「エコプロダクツ2008」の自動車関連展示をレポート
環境配慮型自動車や要素技術を多数展示

会期:12月11日~13日
会場:東京ビッグサイト
入場無料



 

 東京 有明の東京ビッグサイトで、12月11日から環境展示会「エコプロダクツ2008」が始まった。今年で10回目を迎えるこの展示会は、その名の通り企業や団体の環境問題への取り組みや、環境に配慮した製品・サービスが一同に会するもの。消費者の環境への関心が高まり、製品選びにも影響する昨今ゆえ、出展者数は750に上り、東京ビッグサイト東展示場の6つのホールすべてを使う規模となっている。

 また、来場者も17万人が見込まれている。とくに子どもに配慮されているのが特長で、子ども向けのサポートイベントがいくつか開催されるほか、展示パネルの説明文にルビを振ったり、環境学習に役立つような実験などを用意したりするブースも多数見られる。

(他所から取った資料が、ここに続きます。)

// Pure lock-policy predicates - no I/O allowed.
// The decision of WHY a tab is exempt from reaping lives here; persistence
// of the inputs lives in lock_store.rs.

use serde::{Deserialize, Serialize};
use std::collections::HashSet;

use crate::state::{Tab, TabId, TAB_GROUP_NONE};

/// Lock-policy inputs, mirroring the extension storage area keys.
#[derive(Debug, Clone, Default, Serialize, Deserialize, PartialEq)]
#[serde(rename_all = "camelCase")]
pub struct LockConfig {
    /// Treat audibly-playing tabs as locked.
    pub filter_audio: bool,
    /// Treat tabs inside a tab group as locked.
    pub filter_grouped_tabs: bool,
    /// Tabs the user locked by hand in the panel.
    pub locked_ids: HashSet<TabId>,
    /// URL fragments; any tab whose URL contains one is locked.
    pub whitelist: Vec<String>,
}

/// Substring match against the whitelist patterns.
pub fn is_whitelisted(url: &str, whitelist: &[String]) -> bool {
    whitelist.iter().any(|pattern| !pattern.is_empty() && url.contains(pattern.as_str()))
}

/// Primary lock predicate: is this tab exempt from auto-closing right now,
/// for any reason (manual lock or policy)?
pub fn is_tab_locked(tab: &Tab, config: &LockConfig) -> bool {
    if let Some(id) = tab.id {
        if config.locked_ids.contains(&id) {
            return true;
        }
    }
    if tab.pinned {
        return true;
    }
    if config.filter_audio && tab.audible {
        return true;
    }
    if config.filter_grouped_tabs && tab.group_id != TAB_GROUP_NONE {
        return true;
    }
    is_whitelisted(&tab.url, &config.whitelist)
}

/// Whether the user may toggle this tab's lock by hand. Tabs already held
/// open by a non-manual mechanism (pinned, audio filter, group filter,
/// whitelist) are not eligible; flipping them would have no visible effect.
pub fn is_manually_lockable(tab: &Tab, config: &LockConfig) -> bool {
    if tab.pinned {
        return false;
    }
    if config.filter_audio && tab.audible {
        return false;
    }
    if config.filter_grouped_tabs && tab.group_id != TAB_GROUP_NONE {
        return false;
    }
    !is_whitelisted(&tab.url, &config.whitelist)
}
// Pure logic modules - no I/O imports allowed.

pub mod lock_policy;
pub mod projection;
pub mod range_toggle;
pub mod sorting;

校外学習の場としても活用されていて、約2万人の小中高生が見学する見込みという。家族連れで訪れても楽しめて、ためになるイベントと言えるだろう。

 さて環境問題とは深いつながりのある自動車産業ゆえ、自動車メーカーのほか、タイヤ、石油、電装、素材、交通システムといった、自動車関連事業を持つ企業、団体も多数出展している。ここでは自動車関連の展示を、写真を中心にレポートする。

 本田技研工業は10月のパリモーターショーで世界初公開されたハイブリッドカー「インサイト」のコンセプトモデルを国内初展示し、注目を集めていた。パリでは色付きガラスだったウィンドーはすべて無色透明なものに替えられ、エコ運転を支援するコーチング機能付きメーターパネルなどがよく見えるようになっている。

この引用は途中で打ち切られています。